//! Plugin compiling individual modules

use log::debug;
use serde_json::Value;
use std::path::PathBuf;
use std::sync::Arc;

use super::hooks::{apply_options_hook, PluginOverrides};
use super::transform::transform_code;
use super::{PluginContext, TransformOutput, PLUGIN_NAME};
use crate::compiler::{Compiler, CompilerOptions, HelpersOutput, PluginItem};
use crate::config::{normalize_input, InputConfig, ModuleFilter, PluginOptions};
use crate::error::{PluginError, PluginResult};
use crate::inject::{ImportHelpersPlugin, HELPERS_ID};
use crate::preflight::{HelperStrategy, PreflightCache};
use crate::warn::WarningSet;

/// Warning for configurations still using the external helpers plugin
pub const EXTERNAL_HELPERS_DEPRECATED: &str = "Using \"external-helpers\" plugin with viper-transform is deprecated, \
     as it now automatically deduplicates your helpers.";

/// Input plugin: compiles modules as the bundler loads them
pub struct InputPlugin {
    compiler: Arc<dyn Compiler>,
    overrides: Arc<PluginOverrides>,
    custom_options: Option<Value>,
    config: InputConfig,
    filter: ModuleFilter,
    preflight: PreflightCache,
    warnings: Arc<WarningSet>,
}

impl InputPlugin {
    pub fn new(
        compiler: Arc<dyn Compiler>,
        options: PluginOptions,
        overrides: Arc<PluginOverrides>,
        warnings: Arc<WarningSet>,
    ) -> PluginResult<Self> {
        let (custom_options, options) = apply_options_hook(options, &overrides)?;
        let config = normalize_input(&options, compiler.default_extensions());
        let filter = ModuleFilter::new(&config.extensions, &config.include, &config.exclude)?;

        Ok(Self {
            compiler,
            overrides,
            custom_options,
            config,
            filter,
            preflight: PreflightCache::new(),
            warnings,
        })
    }

    pub fn name(&self) -> &'static str {
        PLUGIN_NAME
    }

    pub fn config(&self) -> &InputConfig {
        &self.config
    }

    pub fn preflight(&self) -> &PreflightCache {
        &self.preflight
    }

    /// Claims the shared helper module id
    pub fn resolve_id(&self, id: &str) -> Option<String> {
        (id == HELPERS_ID).then(|| id.to_string())
    }

    /// Contents of the shared helper module
    pub fn load(&self, id: &str) -> Option<String> {
        if id != HELPERS_ID {
            return None;
        }
        let whitelist = self.config.external_helpers_whitelist.as_deref();
        Some(self.compiler.build_external_helpers(whitelist, HelpersOutput::Module))
    }

    /// Classify the configuration `id` would be compiled with
    ///
    /// `None` when the compiler's configuration excludes the file.
    pub fn check(&self, id: &str) -> PluginResult<Option<HelperStrategy>> {
        let mut options = self.config.compiler.clone();
        options.filename = Some(PathBuf::from(id));
        let Some(config) = self
            .compiler
            .load_partial_config(&options)
            .map_err(|e| PluginError::compile(id, e))?
        else {
            return Ok(None);
        };
        self.preflight.classify(&*self.compiler, &config.options).map(Some)
    }

    /// Compile one module; `None` when the module is not ours to compile
    pub async fn transform(
        &self,
        ctx: &dyn PluginContext,
        code: &str,
        id: &str,
    ) -> PluginResult<Option<TransformOutput>> {
        if id == HELPERS_ID || !self.filter.matches(id) {
            return Ok(None);
        }

        let mut options = self.config.compiler.clone();
        options.filename = Some(PathBuf::from(id));

        let finalize = |transform_options: CompilerOptions| self.finalize(ctx, transform_options);
        transform_code(
            &*self.compiler,
            id,
            code,
            options,
            &self.overrides,
            self.custom_options.as_ref(),
            Some(&finalize),
        )
        .await
    }

    /// Verify the configuration and install helper deduplication
    fn finalize(
        &self,
        ctx: &dyn PluginContext,
        options: CompilerOptions,
    ) -> PluginResult<CompilerOptions> {
        let helpers = self.preflight.classify(&*self.compiler, &options)?;

        match helpers {
            HelperStrategy::External if !self.config.external_helpers => {
                self.warnings.warn_once(ctx, EXTERNAL_HELPERS_DEPRECATED);
            }
            HelperStrategy::Runtime if !self.config.runtime_helpers => {
                return Err(PluginError::RuntimeHelpersNotEnabled);
            }
            _ => {}
        }

        if helpers != HelperStrategy::Runtime && !self.config.external_helpers {
            debug!("deduplicating helpers of {}", options.unit_name());
            return Ok(options.with_plugin(PluginItem::instance(ImportHelpersPlugin::new())));
        }
        Ok(options)
    }
}

#[cfg(test)]
mod tests {
    use super::*;
    use crate::compiler::testing::ScriptedCompiler;
    use crate::plugin::RecordingContext;

    fn plugin(compiler: Arc<ScriptedCompiler>, options: PluginOptions) -> InputPlugin {
        InputPlugin::new(
            compiler,
            options,
            Arc::new(PluginOverrides::new()),
            Arc::new(WarningSet::new()),
        )
        .unwrap()
    }

    #[test]
    fn test_helper_module_resolution() {
        let p = plugin(Arc::new(ScriptedCompiler::inline()), PluginOptions::default());
        assert_eq!(p.resolve_id(HELPERS_ID).as_deref(), Some(HELPERS_ID));
        assert!(p.resolve_id("./a.js").is_none());
        assert!(p.load("./a.js").is_none());
        assert!(p.load(HELPERS_ID).unwrap().contains("function _extends("));
    }

    #[test]
    fn test_whitelist_limits_helper_module() {
        let options = PluginOptions {
            external_helpers_whitelist: Some(vec!["classCallCheck".to_string()]),
            ..Default::default()
        };
        let p = plugin(Arc::new(ScriptedCompiler::inline()), options);
        let code = p.load(HELPERS_ID).unwrap();
        assert!(code.contains("_classCallCheck as classCallCheck"));
        assert!(!code.contains("_extends"));
    }

    #[test]
    fn test_check_classifies_without_compiling() {
        let compiler = Arc::new(ScriptedCompiler::inline());
        let p = plugin(compiler.clone(), PluginOptions::default());

        assert_eq!(p.check("a.js").unwrap(), Some(HelperStrategy::Inline));
        assert_eq!(p.check("a.js").unwrap(), Some(HelperStrategy::Inline));
        assert_eq!(compiler.probe_count(), 1);
        assert_eq!(compiler.async_calls.load(std::sync::atomic::Ordering::SeqCst), 0);
    }

    #[tokio::test]
    async fn test_filtered_ids_are_skipped() {
        let compiler = Arc::new(ScriptedCompiler::inline());
        let p = plugin(compiler.clone(), PluginOptions::default());
        let ctx = RecordingContext::new();

        assert!(p.transform(&ctx, "x", "style.css").await.unwrap().is_none());
        assert!(p.transform(&ctx, "x", HELPERS_ID).await.unwrap().is_none());
        assert_eq!(compiler.probe_count(), 0);
    }

    #[tokio::test]
    async fn test_inline_strategy_installs_import_helpers() {
        let mut compiler = ScriptedCompiler::inline();
        compiler.helper_requests = vec!["extends".to_string(), "extends".to_string()];
        let compiler = Arc::new(compiler);
        let p = plugin(compiler.clone(), PluginOptions::default());
        let ctx = RecordingContext::new();

        let out = p.transform(&ctx, "run();", "a.js").await.unwrap().unwrap();
        assert!(compiler.last_plugins.lock().contains(&"import-helpers".to_string()));
        assert_eq!(out.code.matches("import { extends as _extends }").count(), 1);
        assert!(!out.code.contains("function _extends"));
    }

    #[tokio::test]
    async fn test_external_strategy_warns_once_and_still_deduplicates() {
        let compiler = Arc::new(ScriptedCompiler::new("babelHelpers.inherits;\nexport default Foo;"));
        let p = plugin(compiler.clone(), PluginOptions::default());
        let ctx = RecordingContext::new();

        for id in ["a.js", "b.js", "c.js"] {
            p.transform(&ctx, "x", id).await.unwrap();
        }
        assert_eq!(ctx.warnings(), vec![EXTERNAL_HELPERS_DEPRECATED.to_string()]);
        assert!(compiler.last_plugins.lock().contains(&"import-helpers".to_string()));
    }

    #[tokio::test(flavor = "multi_thread", worker_threads = 4)]
    async fn test_concurrent_transforms_share_one_classification_per_file() {
        let compiler = Arc::new(ScriptedCompiler::new("babelHelpers.inherits;\nexport default Foo;"));
        let p = Arc::new(plugin(compiler.clone(), PluginOptions::default()));
        let ctx = Arc::new(RecordingContext::new());

        let tasks = (0..32).map(|i| {
            let p = p.clone();
            let ctx = ctx.clone();
            tokio::spawn(async move {
                let id = format!("src/file{}.js", i % 4);
                p.transform(&*ctx, "x", &id).await
            })
        });
        for result in futures_util::future::join_all(tasks).await {
            assert!(result.unwrap().unwrap().is_some());
        }

        assert_eq!(p.preflight().len(), 4);
        for i in 0..4 {
            let id = format!("src/file{}.js", i);
            assert_eq!(p.check(&id).unwrap(), Some(HelperStrategy::External));
        }
        let probes = compiler.probe_count();
        assert!((4..=32).contains(&probes), "unexpected probe count {}", probes);
        assert_eq!(ctx.warnings(), vec![EXTERNAL_HELPERS_DEPRECATED.to_string()]);
        assert_eq!(compiler.async_calls.load(std::sync::atomic::Ordering::SeqCst), 32);
    }

    #[tokio::test]
    async fn test_external_helpers_option_disables_injection_and_warning() {
        let compiler = Arc::new(ScriptedCompiler::new("babelHelpers.inherits;\nexport default Foo;"));
        let options = PluginOptions {
            external_helpers: true,
            ..Default::default()
        };
        let p = plugin(compiler.clone(), options);
        let ctx = RecordingContext::new();

        p.transform(&ctx, "x", "a.js").await.unwrap();
        assert!(ctx.warnings().is_empty());
        assert!(compiler.last_plugins.lock().is_empty());
    }

    #[tokio::test]
    async fn test_runtime_strategy_requires_opt_in() {
        let probe = "import _inherits from \"@babel/runtime/helpers/esm/inherits\";\nexport default Foo;";
        let compiler = Arc::new(ScriptedCompiler::new(probe));
        let ctx = RecordingContext::new();

        let p = plugin(compiler.clone(), PluginOptions::default());
        let err = p.transform(&ctx, "x", "a.js").await.unwrap_err();
        assert!(matches!(err, PluginError::RuntimeHelpersNotEnabled));
        assert_eq!(compiler.async_calls.load(std::sync::atomic::Ordering::SeqCst), 0);

        let options = PluginOptions {
            runtime_helpers: true,
            ..Default::default()
        };
        let p = plugin(compiler.clone(), options);
        p.transform(&ctx, "x", "a.js").await.unwrap();
        assert!(compiler.last_plugins.lock().is_empty());
    }
}
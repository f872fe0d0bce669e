//! Per-file compile state
//!
//! A [`TransformFile`] lives for exactly one compile. It owns the helper
//! bookkeeping (which helpers are declared, which imports were injected) and
//! the slot through which a plugin can take over helper emission.

use std::collections::{HashMap, HashSet};
use std::path::{Path, PathBuf};
use std::sync::Arc;

use super::helpers::{self, EXTERNAL_HELPERS_NAMESPACE};
use super::{CallerDescriptor, CompileError, CompileResult};

/// How helpers are emitted when no generator claims them
#[derive(Debug, Clone, PartialEq, Eq, Default)]
pub enum HelperMode {
    /// Full helper definitions at the top of every file that needs them
    #[default]
    Inline,
    /// Bare member references on the global helpers namespace
    External,
    /// Default imports from a runtime helpers package
    Runtime { module_name: String, use_es_modules: bool },
}

/// Module system of the compiled output
#[derive(Debug, Clone, Copy, PartialEq, Eq, Default)]
pub enum ModuleFormat {
    #[default]
    Esm,
    CommonJs,
}

/// An import added by the compiler or one of its plugins
#[derive(Debug, Clone, PartialEq, Eq)]
pub enum InjectedImport {
    Named {
        imported: String,
        local: String,
        source: String,
    },
    Default {
        local: String,
        source: String,
    },
}

impl InjectedImport {
    pub fn local(&self) -> &str {
        match self {
            InjectedImport::Named { local, .. } | InjectedImport::Default { local, .. } => local,
        }
    }

    pub fn source(&self) -> &str {
        match self {
            InjectedImport::Named { source, .. } | InjectedImport::Default { source, .. } => source,
        }
    }

    pub(crate) fn render(&self, format: ModuleFormat) -> String {
        match (self, format) {
            (InjectedImport::Named { imported, local, source }, ModuleFormat::Esm) => {
                format!("import {{ {} as {} }} from \"{}\";", imported, local, escape(source))
            }
            (InjectedImport::Default { local, source }, ModuleFormat::Esm) => {
                format!("import {} from \"{}\";", local, escape(source))
            }
            (InjectedImport::Named { imported, local, source }, ModuleFormat::CommonJs) => {
                format!("var {} = require(\"{}\")[\"{}\"];", local, escape(source), imported)
            }
            (InjectedImport::Default { local, source }, ModuleFormat::CommonJs) => {
                format!("var {} = require(\"{}\").default;", local, escape(source))
            }
        }
    }
}

/// Escape a module specifier for a double-quoted string literal
pub(crate) fn escape(source: &str) -> String {
    source
        .replace('\\', "\\\\")
        .replace('"', "\\\"")
        .replace('\0', "\\0")
}

/// A class declaration found in the compiled code
#[derive(Debug, Clone, PartialEq, Eq)]
pub struct ClassSite {
    pub name: Option<String>,
    /// Source text of the `extends` expression
    pub super_class: Option<String>,
}

/// A call of the form `object.property(...)`
#[derive(Debug, Clone, PartialEq, Eq)]
pub struct MemberCallSite {
    pub object: String,
    pub property: String,
}

/// The operations a helper generator needs from the file being compiled
pub trait HelperHost {
    /// Whether the active compiler ships helper `name`
    fn available_helper(&self, name: &str) -> bool;

    /// Inject `import { name as _local } from "source"` and return `_local`
    fn add_named_import(&mut self, name: &str, source: &str) -> String;
}

/// Takes over helper emission for one file
///
/// Returning `None` lets the compiler emit the helper its own way.
pub trait HelperGenerator: Send + Sync {
    fn generate(&self, host: &mut dyn HelperHost, name: &str) -> Option<String>;
}

/// Compile state for one file
pub struct TransformFile {
    filename: Option<PathBuf>,
    caller: CallerDescriptor,
    code: String,
    helper_mode: HelperMode,
    module_format: ModuleFormat,
    helper_generator: Option<Arc<dyn HelperGenerator>>,
    declared_helpers: HashMap<String, String>,
    inline_helpers: Vec<String>,
    imports: Vec<InjectedImport>,
    uids: HashSet<String>,
}

impl TransformFile {
    pub fn new(filename: Option<PathBuf>, caller: CallerDescriptor) -> Self {
        Self {
            filename,
            caller,
            code: String::new(),
            helper_mode: HelperMode::default(),
            module_format: ModuleFormat::default(),
            helper_generator: None,
            declared_helpers: HashMap::new(),
            inline_helpers: Vec::new(),
            imports: Vec::new(),
            uids: HashSet::new(),
        }
    }

    pub fn filename(&self) -> Option<&Path> {
        self.filename.as_deref()
    }

    pub fn caller(&self) -> &CallerDescriptor {
        &self.caller
    }

    /// Code being compiled, used to avoid clashing with existing bindings
    pub fn set_code(&mut self, code: impl Into<String>) {
        self.code = code.into();
    }

    pub fn helper_mode(&self) -> &HelperMode {
        &self.helper_mode
    }

    pub fn set_helper_mode(&mut self, mode: HelperMode) {
        self.helper_mode = mode;
    }

    pub fn module_format(&self) -> ModuleFormat {
        self.module_format
    }

    pub fn set_module_format(&mut self, format: ModuleFormat) {
        self.module_format = format;
    }

    pub fn set_helper_generator(&mut self, generator: Arc<dyn HelperGenerator>) {
        self.helper_generator = Some(generator);
    }

    pub fn imports(&self) -> &[InjectedImport] {
        &self.imports
    }

    /// Inline helper definitions in emission order
    pub fn inline_helpers(&self) -> &[String] {
        &self.inline_helpers
    }

    /// Reserve a fresh binding based on `name`: `_name`, `_name2`, ...
    pub fn generate_uid(&mut self, name: &str) -> String {
        let base = helpers::local_name(name);
        let mut candidate = base.clone();
        let mut i = 2;
        while self.uids.contains(&candidate) || contains_identifier(&self.code, &candidate) {
            candidate = format!("{}{}", base, i);
            i += 1;
        }
        self.uids.insert(candidate.clone());
        candidate
    }

    /// Reference to helper `name`, emitting it on first use
    pub fn add_helper(&mut self, name: &str) -> CompileResult<String> {
        if let Some(reference) = self.declared_helpers.get(name) {
            return Ok(reference.clone());
        }

        if let Some(generator) = self.helper_generator.clone() {
            if let Some(reference) = generator.generate(self, name) {
                return Ok(reference);
            }
        }

        if !self.available_helper(name) {
            return Err(CompileError::UnknownHelper(name.to_string()));
        }

        let reference = match self.helper_mode.clone() {
            HelperMode::External => format!("{}.{}", EXTERNAL_HELPERS_NAMESPACE, name),
            HelperMode::Runtime {
                module_name,
                use_es_modules,
            } => {
                let local = self.generate_uid(name);
                let esm = use_es_modules && self.module_format == ModuleFormat::Esm;
                let source = format!(
                    "{}/helpers/{}{}",
                    module_name,
                    if esm { "esm/" } else { "" },
                    name
                );
                self.imports.push(InjectedImport::Default {
                    local: local.clone(),
                    source,
                });
                local
            }
            HelperMode::Inline => {
                for def in helpers::with_dependencies([name]) {
                    if self.declared_helpers.contains_key(def.name) {
                        continue;
                    }
                    let local = self.generate_uid(def.name);
                    let mut renames = HashMap::new();
                    renames.insert(def.local_name(), local.clone());
                    for dep in def.dependencies {
                        if let Some(dep_local) = self.declared_helpers.get(*dep) {
                            renames.insert(helpers::local_name(dep), dep_local.clone());
                        }
                    }
                    self.inline_helpers
                        .push(helpers::rename_identifiers(def.body, &renames));
                    self.declared_helpers.insert(def.name.to_string(), local);
                }
                self.declared_helpers
                    .get(name)
                    .cloned()
                    .unwrap_or_else(|| helpers::local_name(name))
            }
        };

        self.declared_helpers
            .insert(name.to_string(), reference.clone());
        Ok(reference)
    }
}

impl HelperHost for TransformFile {
    fn available_helper(&self, name: &str) -> bool {
        helpers::is_available(name)
    }

    fn add_named_import(&mut self, name: &str, source: &str) -> String {
        let local = self.generate_uid(name);
        self.imports.push(InjectedImport::Named {
            imported: name.to_string(),
            local: local.clone(),
            source: source.to_string(),
        });
        local
    }
}

/// Whether `ident` occurs in `code` as a whole identifier
fn contains_identifier(code: &str, ident: &str) -> bool {
    let is_ident_char = |c: char| c.is_alphanumeric() || c == '_' || c == '$';
    code.match_indices(ident).any(|(start, _)| {
        let before = code[..start].chars().next_back();
        let after = code[start + ident.len()..].chars().next();
        !before.is_some_and(is_ident_char) && !after.is_some_and(is_ident_char)
    })
}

┄┄┄┄┄┄┄┄┄┄

PROBLEM DETAILS: In the records above, some lines hold the word "needs"; copy each such line.

RESPONSE TO THIS EXERCISE:
    /// Full helper definitions at the top of every file that needs them
/// The operations a helper generator needs from the file being compiled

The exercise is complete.